Breaking – new COVID rules in Hungary, third jabs available from Aug 1
The government is making a third round of vaccines available from August 1 — to be administered four months after the second — and vaccination will be made mandatory for health-care workers, Prime Minister Viktor Orbán told public broadcaster Kossuth Rádió on Friday, citing the spread of the Delta variant.
Due to the Delta variant, people who are not vaccinated yet are in greater danger than ever before, Orbán warned. Elderly citizens who have so far not accepted the vaccine will receive personal visits to convince them to accept the jab, he said.
Also, children over the age of 12 will have the opportunity to receive the coronavirus vaccine on the first two days of the academic year (Sept 1 and 2), Orbán said.
Some 13-14 percent of 12-15-year-olds have already received the vaccine,
he added, with a vaccination rate among 16-18-year-olds of around 45 percent.
The prime minister said Hungary remains one of the safest countries in Europe in terms of herd immunity, with the number of fully inoculated citizens exceeding that in Germany or the United Kingdom.
Orbán advised Hungarians to travel abroad only if they are fully inoculated.
“During a crisis, all opinions expressed that create uncertainty are problematic, and everything that weakens joint action supporting the community is harmful,” Orbán said. That is especially true during a pandemic when human lives are at stake, he said.

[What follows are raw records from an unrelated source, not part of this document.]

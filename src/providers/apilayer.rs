//! apilayer currency quotes.
//!
//! Quotes come back as one JSON envelope keyed by concatenated pairs (`"USDCHF"`), always
//! with USD as the source currency. A failed envelope is terminal for the call: no rates,
//! one error. `fetch_history` answers the single day configured in
//! [`ApiLayerSettings::date`], or the live quotes when no day is set.

use super::util::{fetch_body, http_client};
use crate::core::currency::{APILAYER_CURRENCIES, catalog_codes};
use crate::core::options::{ApiLayerSettings, Options, resolve_currencies};
use crate::core::rate::DATE_FORMAT;
use crate::core::{CurrencyCode, Fetched, Rate, RateError, RateProvider};
use async_trait::async_trait;
use chrono::{DateTime, NaiveDate};
use rust_decimal::Decimal;
use serde::Deserialize;
use std::collections::HashMap;
use std::str::FromStr;
use tracing::{debug, instrument, warn};

const PROVIDER_NAME: &str = "API Layer";
pub const DEFAULT_BASE_URL: &str = "http://apilayer.net/api";

/// Below this many currencies the request asks only for those.
const CURRENCY_FILTER_LIMIT: usize = 10;

#[derive(Debug, Deserialize)]
struct QuoteEnvelope {
    #[serde(default)]
    success: bool,
    #[serde(default)]
    historical: bool,
    #[serde(default)]
    timestamp: Option<i64>,
    #[serde(default)]
    quotes: HashMap<String, serde_json::Number>,
    error: Option<QuoteError>,
}

#[derive(Debug, Deserialize)]
struct QuoteError {
    #[serde(default)]
    code: u16,
    #[serde(default, rename = "type")]
    kind: String,
    #[serde(default)]
    info: String,
}

impl QuoteError {
    fn message(&self) -> String {
        if !self.info.is_empty() {
            self.info.clone()
        } else if !self.kind.is_empty() {
            format!("{} (code {})", self.kind, self.code)
        } else {
            format!("request failed (code {})", self.code)
        }
    }
}

#[derive(Debug, Clone, Copy)]
enum Target {
    Live,
    Historical(NaiveDate),
}

pub struct ApiLayerProvider {
    base_url: String,
    client: reqwest::Client,
    credential: Option<String>,
    currencies: Vec<CurrencyCode>,
    history: Target,
}

impl ApiLayerProvider {
    pub fn new(base_url: &str, options: Options<ApiLayerSettings>) -> Self {
        let catalog = catalog_codes(APILAYER_CURRENCIES);
        let history = options
            .settings
            .date
            .map_or(Target::Live, Target::Historical);

        Self {
            base_url: base_url.trim_end_matches('/').to_string(),
            client: http_client(),
            credential: options.credential.filter(|c| !c.is_empty()),
            currencies: resolve_currencies(&options.currencies, &catalog),
            history,
        }
    }

    /// Currencies reported, after catalog expansion and filtering.
    pub fn currencies(&self) -> &[CurrencyCode] {
        &self.currencies
    }

    /// Day answered by `fetch_history`, if one was configured.
    pub fn history_date(&self) -> Option<NaiveDate> {
        match self.history {
            Target::Live => None,
            Target::Historical(date) => Some(date),
        }
    }

    fn request(
        &self,
        credential: &str,
        target: Target,
    ) -> Result<reqwest::RequestBuilder, RateError> {
        let mut query: Vec<(&str, String)> = vec![("access_key", credential.to_string())];
        let endpoint = match target {
            Target::Live => "live",
            Target::Historical(date) => {
                query.push(("date", date.format(DATE_FORMAT).to_string()));
                "historical"
            }
        };
        if self.currencies.len() < CURRENCY_FILTER_LIMIT {
            let currencies: Vec<&str> = self.currencies.iter().map(|c| c.as_str()).collect();
            query.push(("currencies", currencies.join(",")));
        }

        let endpoint_url = format!("{}/{}", self.base_url, endpoint);
        let url = reqwest::Url::parse_with_params(&endpoint_url, &query)
            .map_err(|e| RateError::transport(PROVIDER_NAME, e))?;
        Ok(self.client.get(url))
    }

    #[instrument(name = "ApiLayerFetch", skip(self))]
    async fn fetch(&self, target: Target) -> Fetched {
        let Some(credential) = self.credential.as_deref() else {
            return Fetched::from_error(RateError::MissingCredential {
                provider: PROVIDER_NAME.to_string(),
            });
        };

        debug!("Requesting quotes from {}", self.base_url);
        let request = match self.request(credential, target) {
            Ok(request) => request,
            Err(e) => return Fetched::from_error(e),
        };
        let body = match fetch_body(PROVIDER_NAME, request).await {
            Ok(body) => body,
            Err(e) => return Fetched::from_error(e),
        };

        match serde_json::from_str::<QuoteEnvelope>(&body) {
            Ok(envelope) => normalize(envelope, &self.currencies),
            Err(e) => {
                warn!(error = %e, response = %body, "Failed to parse quote response");
                Fetched::from_error(RateError::decode(PROVIDER_NAME, e))
            }
        }
    }
}

/// Maps USD based quotes for `currencies` onto rates sharing the envelope timestamp.
fn normalize(envelope: QuoteEnvelope, currencies: &[CurrencyCode]) -> Fetched {
    if !envelope.success {
        let message = envelope
            .error
            .as_ref()
            .map_or_else(|| "request was not successful".to_string(), QuoteError::message);
        return Fetched::from_error(RateError::Upstream {
            provider: PROVIDER_NAME.to_string(),
            message,
        });
    }

    let timestamp = match envelope.timestamp {
        None | Some(0) => {
            return Fetched::from_error(RateError::MissingTimestamp {
                provider: PROVIDER_NAME.to_string(),
            });
        }
        Some(timestamp) => timestamp,
    };
    let Some(time) = DateTime::from_timestamp(timestamp, 0) else {
        return Fetched::from_error(RateError::decode(
            PROVIDER_NAME,
            format!("timestamp {timestamp} out of range"),
        ));
    };

    debug!(
        historical = envelope.historical,
        quotes = envelope.quotes.len(),
        "Decoded quote envelope"
    );
    let base = CurrencyCode::USD;
    let mut fetched = Fetched::default();
    for unit in currencies {
        let key = format!("{base}{unit}");
        let Some(number) = envelope.quotes.get(&key) else {
            continue;
        };
        let text = number.to_string();
        match Decimal::from_str(&text).or_else(|_| Decimal::from_scientific(&text)) {
            Ok(value) => fetched.rates.push(Rate::new(time, base, *unit, value)),
            Err(e) => fetched.errors.push(RateError::decode(
                PROVIDER_NAME,
                format!("quote {key}={text}: {e}"),
            )),
        }
    }
    fetched
}

#[async_trait]
impl RateProvider for ApiLayerProvider {
    fn name(&self) -> String {
        PROVIDER_NAME.to_string()
    }

    async fn fetch_last(&self) -> Fetched {
        self.fetch(Target::Live).await
    }

    async fn fetch_history(&self) -> Fetched {
        self.fetch(self.history).await
    }
}

#[cfg(test)]
mod tests {
    use super::*;
    use crate::core::currency::{CHF, EUR, GHS, LKR, USD};
    use wiremock::matchers::{method, path, query_param};
    use wiremock::{Mock, MockServer, ResponseTemplate};

    const LIVE_JSON: &str = r#"{
        "success": true,
        "terms": "https://currencylayer.com/terms",
        "privacy": "https://currencylayer.com/privacy",
        "timestamp": 1430401802,
        "source": "USD",
        "quotes": {
            "USDEUR": 0.89,
            "USDCHF": 0.9312,
            "USDUSD": 1
        }
    }"#;

    const HISTORICAL_JSON: &str = r#"{
        "success": true,
        "historical": true,
        "date": "2015-01-01",
        "timestamp": 1420156799,
        "source": "USD",
        "quotes": {
            "USDGHS": 3.8,
            "USDLKR": 135.0
        }
    }"#;

    const FAILED_JSON: &str = r#"{
        "success": false,
        "error": {
            "code": 101,
            "type": "invalid_access_key",
            "info": "You have not supplied a valid API Access Key."
        }
    }"#;

    async fn create_mock_server(endpoint: &str, body: &str) -> MockServer {
        let mock_server = MockServer::start().await;
        Mock::given(method("GET"))
            .and(path(format!("/{endpoint}")))
            .and(query_param("access_key", "tok"))
            .respond_with(ResponseTemplate::new(200).set_body_string(body))
            .mount(&mock_server)
            .await;
        mock_server
    }

    fn options(currencies: &[&str]) -> Options<ApiLayerSettings> {
        Options::new()
            .with_credential("tok")
            .with_currencies(currencies.iter().copied())
    }

    fn summary(fetched: &Fetched) -> Vec<(&str, String)> {
        fetched
            .rates
            .iter()
            .map(|r| (r.currency(), r.value().to_string()))
            .collect()
    }

    #[test]
    fn test_empty_currencies_expand_to_catalog() {
        let provider = ApiLayerProvider::new(DEFAULT_BASE_URL, Options::new());
        assert_eq!(
            provider.currencies(),
            catalog_codes(APILAYER_CURRENCIES).as_slice()
        );
        assert!(provider.history_date().is_none());
    }

    #[test]
    fn test_unsupported_currencies_are_dropped() {
        let provider = ApiLayerProvider::new(DEFAULT_BASE_URL, options(&[GHS, "QQQ", LKR]));
        let codes: Vec<&str> = provider.currencies().iter().map(|c| c.as_str()).collect();
        assert_eq!(codes, vec![GHS, LKR]);
    }

    #[tokio::test]
    async fn test_fetch_last() {
        let mock_server = create_mock_server("live", LIVE_JSON).await;
        let provider = ApiLayerProvider::new(&mock_server.uri(), options(&[EUR, USD, CHF, "HKD"]));

        let fetched = provider.fetch_last().await;

        assert!(fetched.errors.is_empty(), "errors: {:?}", fetched.errors);
        assert_eq!(
            summary(&fetched),
            vec![
                ("USD/EUR", "0.89".to_string()),
                ("USD/USD", "1".to_string()),
                ("USD/CHF", "0.9312".to_string()),
            ]
        );
        assert!(fetched.rates.iter().all(|r| r.date() == "2015-04-30 13:50:02"));
    }

    #[tokio::test]
    async fn test_fetch_history_uses_configured_date() {
        let mock_server = MockServer::start().await;
        Mock::given(method("GET"))
            .and(path("/historical"))
            .and(query_param("access_key", "tok"))
            .and(query_param("date", "2015-01-01"))
            .and(query_param("currencies", "GHS,LKR"))
            .respond_with(ResponseTemplate::new(200).set_body_string(HISTORICAL_JSON))
            .mount(&mock_server)
            .await;

        let settings = ApiLayerSettings {
            date: NaiveDate::from_ymd_opt(2015, 1, 1),
        };
        let provider = ApiLayerProvider::new(
            &mock_server.uri(),
            options(&[GHS, LKR]).with_settings(settings),
        );

        let fetched = provider.fetch_history().await;

        assert!(fetched.errors.is_empty(), "errors: {:?}", fetched.errors);
        assert_eq!(
            summary(&fetched),
            vec![
                ("USD/GHS", "3.8".to_string()),
                ("USD/LKR", "135.0".to_string()),
            ]
        );
        // Stamped from the envelope, not from the requested day.
        assert!(fetched.rates.iter().all(|r| r.date() == "2015-01-01 23:59:59"));
    }

    #[tokio::test]
    async fn test_fetch_history_without_date_uses_live() {
        let mock_server = create_mock_server("live", LIVE_JSON).await;
        let provider = ApiLayerProvider::new(&mock_server.uri(), options(&[CHF]));

        let last = provider.fetch_last().await;
        let history = provider.fetch_history().await;

        assert_eq!(last, history);
        assert_eq!(summary(&history), vec![("USD/CHF", "0.9312".to_string())]);
    }

    #[tokio::test]
    async fn test_unsuccessful_envelope() {
        let mock_server = create_mock_server("live", FAILED_JSON).await;
        let provider = ApiLayerProvider::new(&mock_server.uri(), options(&[CHF]));

        let fetched = provider.fetch_last().await;

        assert!(fetched.rates.is_empty());
        assert_eq!(fetched.errors.len(), 1);
        assert!(
            fetched.errors[0]
                .to_string()
                .contains("You have not supplied a valid API Access Key.")
        );
    }

    #[tokio::test]
    async fn test_missing_timestamp() {
        let body = r#"{"success": true, "quotes": {"USDCHF": 0.93}}"#;
        let mock_server = create_mock_server("live", body).await;
        let provider = ApiLayerProvider::new(&mock_server.uri(), options(&[CHF]));

        let fetched = provider.fetch_last().await;

        assert!(fetched.rates.is_empty());
        assert_eq!(
            fetched.errors,
            vec![RateError::MissingTimestamp {
                provider: PROVIDER_NAME.to_string()
            }]
        );
    }

    #[tokio::test]
    async fn test_null_or_zero_timestamp() {
        for body in [
            r#"{"success": true, "timestamp": null, "quotes": {"USDCHF": 0.93}}"#,
            r#"{"success": true, "timestamp": 0, "quotes": {"USDCHF": 0.93}}"#,
        ] {
            let mock_server = create_mock_server("live", body).await;
            let provider = ApiLayerProvider::new(&mock_server.uri(), options(&[CHF]));

            let fetched = provider.fetch_last().await;

            assert!(fetched.rates.is_empty());
            assert_eq!(
                fetched.errors,
                vec![RateError::MissingTimestamp {
                    provider: PROVIDER_NAME.to_string()
                }]
            );
        }
    }

    #[tokio::test]
    async fn test_malformed_json() {
        let mock_server = create_mock_server("live", "<html>oops</html>").await;
        let provider = ApiLayerProvider::new(&mock_server.uri(), options(&[CHF]));

        let fetched = provider.fetch_last().await;

        assert!(fetched.rates.is_empty());
        assert_eq!(fetched.errors.len(), 1);
        assert!(matches!(fetched.errors[0], RateError::Decode { .. }));
    }

    #[tokio::test]
    async fn test_missing_credential_skips_request() {
        let mock_server = MockServer::start().await;
        Mock::given(method("GET"))
            .respond_with(ResponseTemplate::new(200).set_body_string(LIVE_JSON))
            .expect(0)
            .mount(&mock_server)
            .await;
        let provider = ApiLayerProvider::new(
            &mock_server.uri(),
            Options::new().with_currencies([CHF]),
        );

        let fetched = provider.fetch_last().await;

        assert!(fetched.rates.is_empty());
        assert_eq!(
            fetched.errors[0].to_string(),
            "API Layer: missing access credential"
        );
    }
}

The “true danger”, he said, was politicians advising the public on tests and vaccines,
he said. Commenting on Hungary’s child protection law, he said sex education was a matter for parents and this, he added, was “confirmed by European documents”. Children can participate in sex education with the agreement of the parent, but no one except the teacher and people approved by the principal can do so, he noted.
“We feel they want to take our children away from us,”
Orbán said. He noted that he had not been invited to the debate in the European Parliament as was his wont when the situation was “crucial”. Orbán said the issue wasn’t just a Hungarian one, referring to a similar situation in Italy, Romania and Lithuania. If Lithuania has managed to protect its interests, then Hungary will succeed, too, he said.
Noting UEFA’s sanctions against Hungarian football, Orban said
“double standards” had become prevalent in Europe.
He said linking EU funds to a legal dispute was “unacceptable” because EU monies were not donations but something Hungarians had worked hard for and had a right to.
Hungary’s recovery programmes, he said, would be launched from the budget even if EU money is unavailable. The language and framework of the debate may appear a legal matter, but the actual matter itself was political, he said, adding that children were “held sacred” in Hungary. “We can’t let sexual propagandists into our schools.”
Orbán accused Brussels of abusing its power and “forcing on us what we don’t want”. “Our children and their upbringing is all about their freedom,” he said. Orbán called the European Commission’s standpoint on the matter
“shameful” and he accused it of “legal hooliganism”.
Both family law and education, he added, were national competences, and Brussels had nothing to do with them. He appealed to Hungarians who “consider the government’s ability to protect the interests of parents as essential” to fill in the National Consultation survey.